Top of Dataset records

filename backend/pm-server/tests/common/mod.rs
#![allow(dead_code)]

//! Test infrastructure for pm-server API tests

use pm_core::{Board, Column, Iteration, IterationStatus, WorkItem};
use pm_db::{BoardRepository, ColumnRepository, IterationRepository, WorkItemRepository};
use pm_metrics::{MetricsService, MetricsSettings};
use pm_server::AppState;

use axum::{Router, body::Body, http::Request, response::Response};
use chrono::{DateTime, Duration, TimeZone, Utc};
use http_body_util::BodyExt;
use sqlx::SqlitePool;
use tower::ServiceExt;
use uuid::Uuid;

pub fn utc(y: i32, m: u32, d: u32, h: u32) -> DateTime<Utc> {
    Utc.with_ymd_and_hms(y, m, d, h, 0, 0).unwrap()
}

/// Create a test pool with in-memory SQLite
pub async fn create_test_pool() -> SqlitePool {
    pm_db::connect_in_memory()
        .await
        .expect("Failed to create test database")
}

/// Create AppState for testing
pub async fn create_test_app_state() -> AppState {
    let pool = create_test_pool().await;
    let metrics = MetricsService::sqlite(pool.clone(), MetricsSettings::default());
    AppState::new(pool, metrics)
}

/// Board with a To Do and a Done column
pub struct TestBoard {
    pub board: Board,
    pub todo: Column,
    pub done: Column,
}

pub async fn create_test_board(pool: &SqlitePool) -> TestBoard {
    let board = Board::new("API".to_string(), None);
    BoardRepository::new(pool.clone())
        .create(&board)
        .await
        .expect("Failed to create board");

    let columns = ColumnRepository::new(pool.clone());
    let todo = Column::new(board.id, "To Do".to_string(), 0);
    let done = Column::new_done(board.id, "Done".to_string(), 1);
    columns.create(&todo).await.expect("Failed to create column");
    columns.create(&done).await.expect("Failed to create column");

    TestBoard { board, todo, done }
}

pub async fn create_test_iteration(
    pool: &SqlitePool,
    board_id: Uuid,
    status: IterationStatus,
    start: DateTime<Utc>,
    days: i64,
) -> Iteration {
    let end = start + Duration::days(days - 1);
    let mut iteration = Iteration::new(board_id, "Sprint".to_string(), Some(start), Some(end));
    iteration.status = status;
    if status == IterationStatus::Closed {
        iteration.closed_at = Some(end);
    }
    IterationRepository::new(pool.clone())
        .create(&iteration)
        .await
        .expect("Failed to create iteration");
    iteration
}

pub async fn create_test_work_item(
    pool: &SqlitePool,
    board_id: Uuid,
    column_id: Uuid,
    iteration_id: Uuid,
    story_points: Option<i32>,
) -> WorkItem {
    let mut item = WorkItem::new(board_id, column_id, "Card".to_string());
    item.iteration_id = Some(iteration_id);
    item.story_points = story_points;
    WorkItemRepository::new(pool.clone())
        .create(&item)
        .await
        .expect("Failed to create work item");
    item
}

pub async fn send(app: Router, method: &str, uri: &str) -> Response {
    let request = Request::builder()
        .method(method)
        .uri(uri)
        .body(Body::empty())
        .unwrap();
    app.oneshot(request).await.unwrap()
}

pub async fn body_json(response: Response) -> serde_json::Value {
    let body = response.into_body().collect().await.unwrap().to_bytes();
    serde_json::from_slice(&body).unwrap()
}
use crate::{DbError, Result};

use pm_core::ErrorLocation;

use std::panic::Location;
use std::path::Path;
use std::time::Duration;

use sqlx::sqlite::{
    SqliteConnectOptions, SqliteJournalMode, SqlitePool, SqlitePoolOptions, SqliteSynchronous,
};

/// Open (creating if needed) the database file and run migrations
pub async fn connect(path: &Path, max_connections: u32) -> Result<SqlitePool> {
    if let Some(parent) = path.parent() {
        tokio::fs::create_dir_all(parent)
            .await
            .map_err(|e| DbError::Initialization {
                message: format!("Failed to create database directory: {}", e),
                location: ErrorLocation::from(Location::caller()),
            })?;
    }

    let options = SqliteConnectOptions::new()
        .filename(path)
        .create_if_missing(true)
        .journal_mode(SqliteJournalMode::Wal)
        .synchronous(SqliteSynchronous::Normal)
        .busy_timeout(Duration::from_secs(5))
        .foreign_keys(true);

    let pool = SqlitePoolOptions::new()
        .max_connections(max_connections)
        .connect_with(options)
        .await?;

    run_migrations(&pool).await?;

    Ok(pool)
}

/// Single-connection in-memory database with migrations applied
pub async fn connect_in_memory() -> Result<SqlitePool> {
    let options = SqliteConnectOptions::new()
        .filename(":memory:")
        .create_if_missing(true)
        .foreign_keys(true);

    // In-memory needs single connection
    let pool = SqlitePoolOptions::new()
        .max_connections(1)
        .connect_with(options)
        .await?;

    run_migrations(&pool).await?;

    Ok(pool)
}

async fn run_migrations(pool: &SqlitePool) -> Result<()> {
    sqlx::migrate!("./migrations")
        .run(pool)
        .await
        .map_err(|e| DbError::Migration {
            message: format!("Migration failed: {}", e),
            location: ErrorLocation::from(Location::caller()),
        })?;

    Ok(())
}
use crate::Result as DbErrorResult;
use crate::decode::{parse_optional_timestamp, parse_timestamp, parse_uuid};

use pm_core::Column;

use sqlx::sqlite::SqliteRow;
use sqlx::{Row, SqlitePool};
use uuid::Uuid;

#[derive(Clone)]
pub struct ColumnRepository {
    pool: SqlitePool,
}

impl ColumnRepository {
    pub fn new(pool: SqlitePool) -> Self {
        Self { pool }
    }

    pub async fn create(&self, column: &Column) -> DbErrorResult<()> {
        sqlx::query(
            r#"
                INSERT INTO pm_columns (
                    id, board_id, name, color, position, is_done, is_hidden,
                    created_at, updated_at, deleted_at
                ) VALUES (?, ?, ?, ?, ?, ?, ?, ?, ?, ?)
            "#,
        )
        .bind(column.id.to_string())
        .bind(column.board_id.to_string())
        .bind(&column.name)
        .bind(&column.color)
        .bind(column.position)
        .bind(column.is_done)
        .bind(column.is_hidden)
        .bind(column.created_at.timestamp())
        .bind(column.updated_at.timestamp())
        .bind(column.deleted_at.map(|dt| dt.timestamp()))
        .execute(&self.pool)
        .await?;

        Ok(())
    }

    /// Live columns of a board in display order
    pub async fn find_by_board(&self, board_id: Uuid) -> DbErrorResult<Vec<Column>> {
        let rows = sqlx::query(
            r#"
                SELECT id, board_id, name, color, position, is_done, is_hidden,
                       created_at, updated_at, deleted_at
                FROM pm_columns
                WHERE board_id = ? AND deleted_at IS NULL
                ORDER BY position, id
            "#,
        )
        .bind(board_id.to_string())
        .fetch_all(&self.pool)
        .await?;

        rows.iter().map(map_column).collect()
    }

    pub async fn delete(&self, id: Uuid, deleted_at: i64) -> DbErrorResult<()> {
        sqlx::query(
            r#"
                UPDATE pm_columns
                SET deleted_at = ?
                WHERE id = ? AND deleted_at IS NULL
            "#,
        )
        .bind(deleted_at)
        .bind(id.to_string())
        .execute(&self.pool)
        .await?;

        Ok(())
    }
}

fn map_column(r: &SqliteRow) -> DbErrorResult<Column> {
    Ok(Column {
        id: parse_uuid(&r.try_get::<String, _>("id")?, "column.id")?,
        board_id: parse_uuid(&r.try_get::<String, _>("board_id")?, "column.board_id")?,
        name: r.try_get("name")?,
        color: r.try_get("color")?,
        position: r.try_get("position")?,
        is_done: r.try_get("is_done")?,
        is_hidden: r.try_get("is_hidden")?,
        created_at: parse_timestamp(r.try_get("created_at")?, "column.created_at")?,
        updated_at: parse_timestamp(r.try_get("updated_at")?, "column.updated_at")?,
        deleted_at: parse_optional_timestamp(r.try_get("deleted_at")?, "column.deleted_at")?,
    })
}
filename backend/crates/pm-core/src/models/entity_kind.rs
use crate::{CoreError, CoreResult};

use std::panic::Location;
use std::str::FromStr;

use error_location::ErrorLocation;
use serde::{Deserialize, Serialize};

/// Kind of entity an audit event describes
#[derive(Debug, Clone, Copy, PartialEq, Eq, Hash, Serialize, Deserialize)]
#[serde(rename_all = "snake_case")]
pub enum EntityKind {
    WorkItem,
    Column,
    Iteration,
    Board,
    Comment,
}

impl EntityKind {
    pub fn as_str(&self) -> &'static str {
        match self {
            Self::WorkItem => "work_item",
            Self::Column => "column",
            Self::Iteration => "iteration",
            Self::Board => "board",
            Self::Comment => "comment",
        }
    }
}

impl FromStr for EntityKind {
    type Err = CoreError;

    #[track_caller]
    fn from_str(s: &str) -> CoreResult<Self> {
        match s {
            "work_item" => Ok(Self::WorkItem),
            "column" => Ok(Self::Column),
            "iteration" => Ok(Self::Iteration),
            "board" => Ok(Self::Board),
            "comment" => Ok(Self::Comment),
            _ => Err(CoreError::InvalidEntityKind {
                value: s.to_string(),
                location: ErrorLocation::from(Location::caller()),
            }),
        }
    }
}

impl std::fmt::Display for EntityKind {
    fn fmt(&self, f: &mut std::fmt::Formatter<'_>) -> std::fmt::Result {
        write!(f, "{}", self.as_str())
    }
}
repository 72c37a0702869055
pub mod audit_action;
pub mod audit_event;
pub mod board;
pub mod burn_down_chart;
pub mod burn_up_chart;
pub mod chart_point;
pub mod column;
pub mod column_breakdown;
pub mod cumulative_flow_chart;
pub mod daily_metrics_snapshot;
pub mod entity_kind;
pub mod event_payload;
pub mod iteration;
pub mod iteration_date_range;
pub mod iteration_status;
pub mod measurement_mode;
pub mod velocity_chart;
pub mod work_item;
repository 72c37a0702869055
use crate::{ChartPoint, MeasurementMode};

use chrono::NaiveDate;
use serde::Serialize;
use uuid::Uuid;

/// Ideal vs actual remaining work, one point per day
#[derive(Debug, Clone, PartialEq, Serialize)]
pub struct BurnDownChart {
    pub iteration_id: Uuid,
    pub iteration_name: String,
    pub start_date: NaiveDate,
    pub end_date: NaiveDate,
    pub mode: MeasurementMode,
    pub ideal: Vec<ChartPoint>,
    pub actual: Vec<ChartPoint>,
}
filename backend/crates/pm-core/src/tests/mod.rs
mod models;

Bottom of Dataset records

■ What to work on ■
Your task is to find each line in the entries that contains the string "position" and copy it.

■ Your solution ■
                    id, board_id, name, color, position, is_done, is_hidden,
        .bind(column.position)
                SELECT id, board_id, name, color, position, is_done, is_hidden,
                ORDER BY position, id
        position: r.try_get("position")?,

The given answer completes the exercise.